Sunday, February 28, 2016

Legal Updates

MD 151/2015: Amending Ministerial Decision 26/2012 Regarding Controls of Permitting Doctors Working in Civil Governmental Health Institutions to Work in Private Health Institutions

Ministerial Decision (“MD”) 151/2015 issued on 18 November 2015 amends the framework for doctors who work in government health institutions whilst also working in private health institutions. Under the new regulations, only Omani doctors may choose to work in both institutions simultaneously.

The new amendment also contains several new rules as to the specific approvals and permits required by doctors who want to simultaneously work in both types of institutions. The regulation seeks to ensure that doctors who choose to simultaneously work in both type of institutions do not neglect their work in the government institution, nor influence patients to visit them in the private institutions.

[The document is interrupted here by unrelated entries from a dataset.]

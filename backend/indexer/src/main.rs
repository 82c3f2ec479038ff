//! Launchpad Event Indexer — entry point.
//!
//! Starts a background indexer task that polls Soroban `getEvents` RPC for
//! launchpad contract events and persists them to SQLite. Simultaneously
//! exposes a small Axum REST API over sales and buyers.

mod api;
mod config;
mod db;
mod errors;
mod events;
mod indexer;
mod rpc;

use std::sync::Arc;
use std::time::Duration;

use reqwest::Client;
use tokio::sync::watch;
use tracing::info;
use tracing_subscriber::EnvFilter;

use config::Config;
use indexer::IndexerState;

#[tokio::main]
async fn main() -> anyhow::Result<()> {
    // Load optional .env file (ignored if missing) before reading RUST_LOG.
    let _ = dotenvy::dotenv();

    tracing_subscriber::fmt()
        .with_env_filter(EnvFilter::from_default_env())
        .init();

    let config = Config::from_env()?;
    let pool = db::init_pool(&config.database_url).await?;

    let client = Client::builder()
        .timeout(Duration::from_secs(30))
        .build()?;

    // ─── Background indexer ───────────────────────────────
    let (shutdown_tx, shutdown_rx) = watch::channel(false);
    let indexer_state = Arc::new(IndexerState {
        pool: pool.clone(),
        config: config.clone(),
        client,
    });
    let indexer_task = tokio::spawn(indexer::run(indexer_state, shutdown_rx));

    // ─── REST API ─────────────────────────────────────────
    let app = api::router(Arc::new(api::ApiState { pool: pool.clone() }));

    let addr = format!("0.0.0.0:{}", config.api_port);
    info!("API listening on http://{addr}");

    let listener = tokio::net::TcpListener::bind(&addr).await?;
    axum::serve(listener, app)
        .with_graceful_shutdown(shutdown_signal())
        .await?;

    let _ = shutdown_tx.send(true);
    indexer_task.await?;
    pool.close().await;
    info!("shutdown complete");

    Ok(())
}

async fn shutdown_signal() {
    if let Err(e) = tokio::signal::ctrl_c().await {
        tracing::error!("failed to listen for ctrl-c: {e}");
    }
    info!("shutdown signal received");
}
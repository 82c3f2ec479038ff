#![allow(dead_code)]

extern crate std;

use crate::types::{BuyerPosition, Sale, SaleConfig, SalePhase, SaleState};

/// INV-1: Sold tokens never exceed the deposited cap.
pub fn assert_cap_safety(state: &SaleState) {
    assert!(
        state.total_purchased <= state.total_cap,
        "INV-1 violated: total_purchased {} exceeds total_cap {}",
        state.total_purchased,
        state.total_cap
    );
}

/// INV-2: A buyer never claims more than they purchased.
pub fn assert_position_bounded(position: &BuyerPosition) {
    assert!(
        position.claimed >= 0 && position.claimed <= position.purchased,
        "INV-2 violated: claimed {} outside 0..={}",
        position.claimed,
        position.purchased
    );
}

/// INV-3: A buyer never holds more than the allocation in their proof.
pub fn assert_within_allocation(position: &BuyerPosition, allocation_cap: i128) {
    assert!(
        position.purchased <= allocation_cap,
        "INV-3 violated: purchased {} exceeds allocation {}",
        position.purchased,
        allocation_cap
    );
}

/// INV-4: Tokens still owed to buyers are always held by the sale.
pub fn assert_holdings_cover_claims(state: &SaleState) {
    let owed = state.total_purchased - state.total_claimed;
    assert!(
        state.token_balance >= owed,
        "INV-4 violated: token_balance {} below owed {}",
        state.token_balance,
        owed
    );
}

/// INV-5: Running totals never go negative.
pub fn assert_totals_non_negative(state: &SaleState) {
    assert!(state.total_cap >= 0, "INV-5 violated: negative total_cap");
    assert!(state.total_purchased >= 0, "INV-5 violated: negative total_purchased");
    assert!(state.total_claimed >= 0, "INV-5 violated: negative total_claimed");
    assert!(state.proceeds >= 0, "INV-5 violated: negative proceeds");
}

/// INV-6: Phases only move forward:
///   Unvalidated -> Pending -> Open -> VestingLocked -> Claimable
/// Skipping ahead is allowed (time may jump), going back is not.
pub fn assert_valid_phase_transition(from: &SalePhase, to: &SalePhase) {
    fn rank(phase: &SalePhase) -> u8 {
        match phase {
            SalePhase::Unvalidated => 0,
            SalePhase::Pending => 1,
            SalePhase::Open => 2,
            SalePhase::VestingLocked => 3,
            SalePhase::Claimable => 4,
        }
    }
    assert!(
        rank(to) >= rank(from),
        "INV-6 violated: invalid phase transition from {:?} to {:?}",
        from,
        to
    );
}

/// INV-7: Fields fixed at creation never change.
pub fn assert_creation_fields_immutable(original: &SaleConfig, current: &SaleConfig) {
    assert_eq!(original.id, current.id, "INV-7 violated: sale id changed");
    assert_eq!(
        original.sale_token, current.sale_token,
        "INV-7 violated: sale token changed"
    );
    assert_eq!(
        original.payment_token, current.payment_token,
        "INV-7 violated: payment token changed"
    );
    assert_eq!(
        original.token_unit, current.token_unit,
        "INV-7 violated: token unit changed"
    );
    assert_eq!(
        original.fee_bps, current.fee_bps,
        "INV-7 violated: fee snapshot changed"
    );
    assert_eq!(
        original.fee_recipient, current.fee_recipient,
        "INV-7 violated: fee recipient snapshot changed"
    );
}

/// INV-8: Dates of a validated sale never change.
pub fn assert_dates_frozen(original: &SaleConfig, current: &SaleConfig) {
    assert_eq!(
        (original.start_date, original.end_date),
        (current.start_date, current.end_date),
        "INV-8 violated: dates changed after validation"
    );
}

/// Run all stateless sale invariants.
pub fn assert_all_sale_invariants(sale: &Sale) {
    assert_cap_safety(&sale.state);
    assert_holdings_cover_claims(&sale.state);
    assert_totals_non_negative(&sale.state);
}
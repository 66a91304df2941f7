use tracing_subscriber::{fmt, EnvFilter};

use crate::{errors::Error, Result};

/// Initialize tracing for the bot.
///
/// Defaults to `info` for our crates; override with `RUST_LOG`.
pub fn init(service_name: &str) -> Result<()> {
    let filter = EnvFilter::try_from_default_env().unwrap_or_else(|_| {
        EnvFilter::new(format!(
            "warn,pbot=info,pbot_core=info,pbot_openrouter=info,pbot_telegram=info,{service_name}=info"
        ))
    });

    fmt()
        .with_env_filter(filter)
        .with_target(false)
        .with_ansi(true)
        .try_init()
        .map_err(|e| Error::Config(format!("failed to init logging: {e}")))?;

    Ok(())
}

MD 328/2015: Amending Some of the Provisions of the Organizational Regulations in Practicing the Recruitment of Non-Omani Manpower

MD 328/2015 issued on 26 November 2015 seeks to amend MD 1/2011, which contains certain regulations regarding the recruitment of non-Omani manpower. MD 1/2011 has already been amended by MD 420/2012 and both amendments contain regulations regarding licensed establishments who bring non-Omani employees to the Sultanate, including domestic workers in households.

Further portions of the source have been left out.